CausalConvWithState

CausalConvWithState - 27

Version

This version of the operator has been available since version 27.

Summary

Stateful causal 1D depthwise convolution.

Used by Gated DeltaNet (Qwen3.5) and Mamba (Jamba, FalconMamba) as a preprocessing step. Replaces the 3-op pattern (Concat + Conv + Slice) with a single fused operation.

The convolution is causal (looks only at current and past positions) and depthwise (each channel is convolved independently with its own kernel).

The input, weight, past_state, output, and present_state tensors are rank-3 with shape (batch_size, channels, length). The optional bias input is rank-1 with shape (channels). For higher-dimensional data, use Reshape nodes before and after this operator to pack extra dimensions into the batch or channel axis.

Weight layout: (channels, 1, k) for depthwise convolution. The carry state stores the last (k-1) positions for incremental decode.

The optional activation attribute supports fused SiLU/Swish activation.

Attributes

  • activation - STRING (default is none):

    Fused activation function. One of: ‘silu’, ‘swish’, ‘none’. Default is ‘none’.

Inputs

Between 2 and 4 inputs.

  • input (heterogeneous) - T:

    Input tensor with shape (batch_size, channels, length). Channels-first layout.

  • weight (heterogeneous) - T:

    Depthwise convolution kernel with shape (channels, 1, k) where k is the kernel size. The middle dim of size 1 follows the ONNX Conv weight layout (M, C/group, k1, ..., kn): since this op is always depthwise, group = channels, so C/group = 1. Keeping this layout makes the weight tensor a drop-in for a depthwise Conv(group=channels) weight, so Conv <-> CausalConvWithState rewrites require no reshape.

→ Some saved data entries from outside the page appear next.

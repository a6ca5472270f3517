//! # Pairstats Core
//!
//! 페어 트레이딩 대시보드 통계 엔진의 핵심 도메인 모델과 공통 인프라를 제공합니다.
//!
//! 이 크레이트는 다음을 제공합니다:
//! - 거래 기록 (`TradeRecord`) 및 청산 사유
//! - 레거시 필드 별칭을 정규화하는 입력 어댑터
//! - 손익/R 배수 공통 계산
//! - 무한대를 표현할 수 있는 비율 타입 (`Ratio`)
//! - 날짜 파싱 유틸리티
//! - 설정 관리
//! - 로깅 인프라

pub mod config;
pub mod domain;
pub mod error;
pub mod logging;
pub mod time;

pub use self::config::*;
pub use domain::*;
pub use error::*;
pub use logging::*;
pub use time::*;
//! 손익 및 R 배수 계산 공통 로직.
//!
//! 통계 엔진의 모든 집계는 이 함수들을 통해서만 거래 단위 값을 얻습니다.
//! 나눗셈과 곱셈은 오버플로 시 `Decimal::MAX`/`Decimal::MIN`으로 포화되며 패닉하지 않습니다.

use rust_decimal::Decimal;

/// 순손익 계산 (총손익 - 수수료).
pub fn net_pnl(gross_pnl: Decimal, fee: Decimal) -> Decimal {
    gross_pnl.saturating_sub(fee)
}

/// R 배수 계산.
///
/// 손익을 1R 금액(`max_loss`)의 절대값으로 나눕니다.
/// `max_loss`가 0이면 R 정규화를 하지 않고 0을 반환합니다.
///
/// # Examples
///
/// ```
/// use pairstats_core::r_multiple;
/// use rust_decimal_macros::dec;
///
/// assert_eq!(r_multiple(dec!(90), dec!(50)), dec!(1.8));
/// assert_eq!(r_multiple(dec!(90), dec!(-50)), dec!(1.8));
/// assert_eq!(r_multiple(dec!(-40), dec!(0)), dec!(0));
/// ```
pub fn r_multiple(pnl: Decimal, max_loss: Decimal) -> Decimal {
    ratio_or_zero(pnl, max_loss.abs())
}

/// 분모가 0이면 0을 반환하는 나눗셈.
///
/// 몫이 표현 범위를 넘으면 부호에 따라 `Decimal::MAX` 또는 `Decimal::MIN`을 반환합니다.
///
/// ```
/// use pairstats_core::ratio_or_zero;
/// use rust_decimal::Decimal;
/// use rust_decimal_macros::dec;
///
/// assert_eq!(ratio_or_zero(dec!(10), dec!(4)), dec!(2.5));
/// assert_eq!(ratio_or_zero(dec!(10), Decimal::ZERO), Decimal::ZERO);
/// assert_eq!(ratio_or_zero(dec!(1000000000000), Decimal::new(1, 18)), Decimal::MAX);
/// ```
pub fn ratio_or_zero(numerator: Decimal, denominator: Decimal) -> Decimal {
    if denominator.is_zero() {
        return Decimal::ZERO;
    }
    numerator
        .checked_div(denominator)
        .unwrap_or_else(|| saturate(numerator.is_sign_negative() != denominator.is_sign_negative()))
}

/// 오버플로 시 포화되는 합계.
pub fn saturating_sum<I: IntoIterator<Item = Decimal>>(values: I) -> Decimal {
    values
        .into_iter()
        .fold(Decimal::ZERO, |acc, v| acc.saturating_add(v))
}

fn saturate(negative: bool) -> Decimal {
    if negative {
        Decimal::MIN
    } else {
        Decimal::MAX
    }
}

/// Decimal 제곱근 (뉴턴-랩슨 방식).
///
/// 음수나 0에 대해서는 0을 반환합니다.
pub fn decimal_sqrt(value: Decimal) -> Decimal {
    if value <= Decimal::ZERO {
        return Decimal::ZERO;
    }

    // 1보다 작은 값은 value/2가 해보다 작아 수렴이 느리므로 1에서 시작
    let mut guess = if value > Decimal::ONE {
        value / Decimal::TWO
    } else {
        Decimal::ONE
    };
    let precision = Decimal::new(1, 12);

    for _ in 0..100 {
        let next_guess = (guess + value / guess) / Decimal::TWO;
        if (next_guess - guess).abs() < precision {
            return next_guess;
        }
        guess = next_guess;
    }

    guess
}

/// 모표준편차 (표본 보정 없이 n으로 나눔).
pub fn population_std_dev(values: &[Decimal]) -> Decimal {
    if values.is_empty() {
        return Decimal::ZERO;
    }

    let n = Decimal::from(values.len());
    let mean = ratio_or_zero(saturating_sum(values.iter().copied()), n);
    let variance = ratio_or_zero(
        saturating_sum(values.iter().map(|v| {
            let diff = v.saturating_sub(mean);
            diff.saturating_mul(diff)
        })),
        n,
    );

    decimal_sqrt(variance)
}
//! CLI 도구 모음.
//!
//! 이 crate는 다음 기능을 제공합니다:
//! - 거래 기록 JSON 로드 및 정규화
//! - 통계 / 누적 손익 곡선 / 기간별 통계 리포트
//! - 표 또는 JSON 출력

pub mod commands;

pub use commands::{build_options, load_trades, resolve_window, FilterArgs, OutputFormat};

  • bias (optional, heterogeneous) - T:

    Optional per-channel bias with shape (channels).

  • past_state (optional, heterogeneous) - T:

    Carry state from previous step with shape (batch_size, channels, k - 1). If not provided, padding is zero.

Outputs

  • output (heterogeneous) - T:

    Convolution output with same shape as input.

  • present_state (heterogeneous) - T:

    Updated carry state with shape (batch_size, channels, k - 1). Contains the last (k - 1) values of the effective padded/concatenated sequence along the causal axis, including any values from past_state or zero-padding when the current input is shorter than k - 1.

Type Constraints

  • T in ( tensor(bfloat16), tensor(float), tensor(float16) ):

    Constrain input and output types to float tensors.